■ EXERCISE DIRECTIONS
Copy out every line of the data where the word "async" is found.

■ EXCERPTED RECORDS

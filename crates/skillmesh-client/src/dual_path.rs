//! Retry and failover as an explicit state machine
//!
//! One logical query walks `Attempt -> Backoff -> Attempt -> ... ->
//! Fallback -> Done`. Keeping the control flow in a state enum, instead of
//! nested error handling, makes the double-failure rule mechanical: the
//! error that ended the fast path rides along in `Fallback` and is the one
//! surfaced when the fallback fails too.

use serde_json::Value;
use tracing::{debug, warn};

use skillmesh_types::RegistryRequest;

use crate::error::{ClientError, TransportError};
use crate::retry::RetryPolicy;
use crate::transport::Transport;

#[derive(Debug)]
enum DualPathState {
    /// Run fast-path attempt number `attempt` (1-based)
    Attempt { attempt: u32 },
    /// Sleep out the backoff after a retryable failure
    Backoff { attempt: u32, error: TransportError },
    /// Fast path is spent; consult the fallback once
    Fallback { original: TransportError },
    Done(Result<Value, TransportError>),
}

/// Drive a read query through the fast path with retries, then the fallback
pub async fn run_dual_path(
    fast: &dyn Transport,
    fallback: &dyn Transport,
    policy: &RetryPolicy,
    request: &RegistryRequest,
) -> Result<Value, ClientError> {
    let mut state = DualPathState::Attempt { attempt: 1 };
    loop {
        state = match state {
            DualPathState::Attempt { attempt } => {
                match bounded_attempt(fast, policy, request).await {
                    Ok(payload) => DualPathState::Done(Ok(payload)),
                    Err(error) if error.is_retryable() && attempt < policy.max_attempts => {
                        DualPathState::Backoff { attempt, error }
                    }
                    Err(error) => DualPathState::Fallback { original: error },
                }
            }
            DualPathState::Backoff { attempt, error } => {
                let delay = policy.delay_for(attempt);
                debug!(
                    transport = fast.name(),
                    attempt,
                    max_attempts = policy.max_attempts,
                    delay_ms = delay.as_millis() as u64,
                    error = %error,
                    "attempt failed, backing off"
                );
                tokio::time::sleep(delay).await;
                DualPathState::Attempt {
                    attempt: attempt + 1,
                }
            }
            DualPathState::Fallback { original } => {
                warn!(
                    fast = fast.name(),
                    fallback = fallback.name(),
                    error = %original,
                    "fast path exhausted, degrading to fallback"
                );
                // The fallback budgets its own time, so no outer timeout here
                match fallback.query(request).await {
                    Ok(payload) => {
                        debug!(fallback = fallback.name(), "fallback served the query");
                        DualPathState::Done(Ok(payload))
                    }
                    Err(fallback_error) => {
                        warn!(
                            fallback = fallback.name(),
                            error = %fallback_error,
                            "fallback failed too, surfacing the original error"
                        );
                        DualPathState::Done(Err(original))
                    }
                }
            }
            DualPathState::Done(result) => return result.map_err(ClientError::Transport),
        };
    }
}

/// Write variant: same retry schedule, single transport, no failover
pub async fn run_single_path(
    transport: &dyn Transport,
    policy: &RetryPolicy,
    request: &RegistryRequest,
) -> Result<Value, ClientError> {
    let mut attempt = 1;
    loop {
        match transport.query(request).await {
            Ok(payload) => return Ok(payload),
            Err(error) if error.is_retryable() && attempt < policy.max_attempts => {
                let delay = policy.delay_for(attempt);
                debug!(
                    transport = transport.name(),
                    attempt,
                    delay_ms = delay.as_millis() as u64,
                    error = %error,
                    "attempt failed, backing off"
                );
                tokio::time::sleep(delay).await;
                attempt += 1;
            }
            Err(error) => return Err(ClientError::Transport(error)),
        }
    }
}

async fn bounded_attempt(
    transport: &dyn Transport,
    policy: &RetryPolicy,
    request: &RegistryRequest,
) -> Result<Value, TransportError> {
    match tokio::time::timeout(policy.attempt_timeout, transport.query(request)).await {
        Ok(result) => result,
        Err(_) => Err(TransportError::Timeout(policy.attempt_timeout)),
    }
}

■ EXERCISE ANSWER
pub async fn run_dual_path(
pub async fn run_single_path(
async fn bounded_attempt(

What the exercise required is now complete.